À l’issue de la sonate n°3, Jérôme Corréas présente rapidement le programme au public, deux cantates absolument pas banales, tant musicalement que pour le thème retenu du viol de Lucrèce, objet assez éloigné des canons baroques de l’époque. Au-delà du viol puis du suicide de Lucrèce, il s’agit aussi d’un fait politique, la destinée tragique de cette femme et noble Romaine annonçant la reprise en mains de la ville par les Romains, occupée par des envahisseurs étrusques. Présents à Rome à la même période, les deux compositeurs demandent au même cardinal Benedetto Pamphilij un livret pour leur cantate.

L’oreille met un tout petit temps à s’adapter à l’acoustique légèrement moins précise pour la voix au début de la cantate « Lucrezia Romana » d’Alessandro Scarlatti. Mais on est rapidement conquis par l’engagement que met Amel Brahim-Djelloul dans cette sorte d’opéra miniature : les récitatifs sont émis avec un fort relief dramatique et les ariosos successifs présentent un large spectre des affects de l’héroïne, entre fureur (« Barbaro, hai vinto »), tristesse (« Ma che farai mio cor? ») et un désespoir qui se conclut par la mort de Lucrèce (« Io manco, io cado, io moro, io spiro ») et un dernier « Addio » susurré dans un souffle. La voix projette ici avec énergie, tout en évitant le cri, les courts passages d’agilité étant passés avec souplesse.

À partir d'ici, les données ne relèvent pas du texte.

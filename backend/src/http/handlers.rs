//! HTTP handlers for the REST API.
//!
//! Each handler corresponds to an API endpoint and delegates to the
//! resource services.

use axum::{
    extract::{Path, Query, State},
    Json,
};
use serde_json::Value;

use super::dto::{
    HealthResponse, Offer, OfferQuery, OfferReceipt, Property, PropertyQuery, RootResponse,
    SettingsUpdate, SettingsView, StatusResponse, Stored,
};
use super::error::AppError;
use super::extract::ValidatedJson;
use super::state::AppState;
use crate::db::services as db_services;
use crate::models::schema;
use crate::services::{self, DiagnosticsReport};

/// Result type for handlers.
pub type HandlerResult<T> = Result<Json<T>, AppError>;

// =============================================================================
// Health & Introspection
// =============================================================================

/// GET /
pub async fn root() -> Json<RootResponse> {
    Json(RootResponse {
        message: "Property Sale API is running".to_string(),
    })
}

/// GET /health
///
/// Health check endpoint to verify the service is running and the store is
/// reachable.
pub async fn health_check(State(state): State<AppState>) -> HandlerResult<HealthResponse> {
    let db_status = match db_services::health_check(state.repository.as_ref()).await {
        Ok(true) => "connected".to_string(),
        Ok(false) => "disconnected".to_string(),
        Err(e) => format!("error: {}", e),
    };

    Ok(Json(HealthResponse {
        status: "ok".to_string(),
        version: env!("CARGO_PKG_VERSION").to_string(),
        database: db_status,
    }))
}

/// GET /schema
pub async fn get_schema() -> Json<Value> {
    Json(schema::describe())
}

/// GET /test
///
/// Store diagnostics. Always 200; failures are described in the body.
pub async fn diagnostics(State(state): State<AppState>) -> Json<DiagnosticsReport> {
    Json(services::run_diagnostics(state.repository.as_ref(), state.store_env).await)
}

/// POST /seed
pub async fn seed(State(state): State<AppState>) -> HandlerResult<StatusResponse> {
    let report = services::seed_demo_data(state.repository.as_ref()).await?;
    tracing::debug!(?report, "seed finished");

    Ok(Json(StatusResponse {
        status: "ok".to_string(),
    }))
}

// =============================================================================
// Properties
// =============================================================================

/// GET /properties?city=&status=
pub async fn list_properties(
    State(state): State<AppState>,
    Query(query): Query<PropertyQuery>,
) -> HandlerResult<Vec<Stored<Property>>> {
    let properties = services::list_properties(
        state.repository.as_ref(),
        query.city.as_deref(),
        query.status.as_deref(),
    )
    .await?;

    Ok(Json(properties))
}

/// GET /properties/{id}
pub async fn get_property(
    State(state): State<AppState>,
    Path(id): Path<String>,
) -> HandlerResult<Stored<Property>> {
    let property = services::get_property(state.repository.as_ref(), &id).await?;
    Ok(Json(property))
}

// =============================================================================
// Offers
// =============================================================================

/// POST /offers
pub async fn submit_offer(
    State(state): State<AppState>,
    ValidatedJson(offer): ValidatedJson<Offer>,
) -> HandlerResult<OfferReceipt> {
    let receipt = services::submit_offer(state.repository.as_ref(), &offer).await?;
    Ok(Json(receipt))
}

/// GET /offers?property_id=
pub async fn list_offers(
    State(state): State<AppState>,
    Query(query): Query<OfferQuery>,
) -> HandlerResult<Vec<Stored<Offer>>> {
    let offers =
        services::list_offers(state.repository.as_ref(), query.property_id.as_deref()).await?;
    Ok(Json(offers))
}

// =============================================================================
// Admin
// =============================================================================

/// GET /admin/settings
pub async fn read_settings(State(state): State<AppState>) -> HandlerResult<SettingsView> {
    let settings = services::read_settings(state.repository.as_ref()).await?;
    Ok(Json(settings))
}

/// PUT /admin/settings
pub async fn update_settings(
    State(state): State<AppState>,
    ValidatedJson(update): ValidatedJson<SettingsUpdate>,
) -> HandlerResult<SettingsView> {
    let settings = services::update_settings(state.repository.as_ref(), &update).await?;
    Ok(Json(settings))
}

Après la sonate n°6 en forme de repos – mérité ! – pour la chanteuse, la cantate « La Lucrezia » de Georg Friedrich Haendel nous montre un condensé du génie du compositeur. La pièce alterne à nouveau entre récitatifs et airs, entre douleur et fureur pour ces derniers. La soprano explore toutes les facettes du chant, par exemple une note prise typiquement de manière baroque, d’abord sans vibrato, puis tenue et enflée, renforçant la souffrance de la femme violée. L’alliage des lignes mélodiques du violoncelle et de la soprano est élégant, tandis que de son clavecin, Jérôme Corréas assure la coordination et la maîtrise de l’ensemble. Amel Brahim-Djelloul amène de petites variations bienvenues dans les reprises de ses rares airs da capo. Son abattage est également sans failles dans le long air « Il suol che preme, l’aura che spira… »), rapide et particulièrement fleuri, tout comme au cours d’un petit passage qui suit où l’on croit entendre « Venti, turbini, prestate » du futur Rinaldo. Mais l’interprète montre aussi ses qualités de musicalité, longueur de souffle, maîtrise de la ligne pour les passages élégiaques. La conclusion (« E furibonda e crude nell’inferno farò la mia vendetta ») est une promesse de vengeance absolument explosive, en passant d’un aigu surpuissant au sombre grave final, après un saut d’intervalle vertigineux.

Les artistes accordent un bis, l’air extrait d’Alcina « Credete al mio dolore » chanté par Morgana au troisième acte. La mélodie principale au violoncelle est d’une suprême inspiration et les aigus de la soprano sont attaqués et tenus avec splendeur, dans une douce ligne au legato soigné.

Les artistes

Amel Brahim-Djelloul, soprano

Nicolas Crnjanski, violoncelle 
Jérôme Correas, clavecin

Le programme

Scarlatti, Lucrezia romana
Händel, Lucrezia
Vivaldi, sonates n° 3 et 6

Concert du dimanche 5 février 2023, Conservatoire du Grand Avignon – Amphithéâtre Mozart.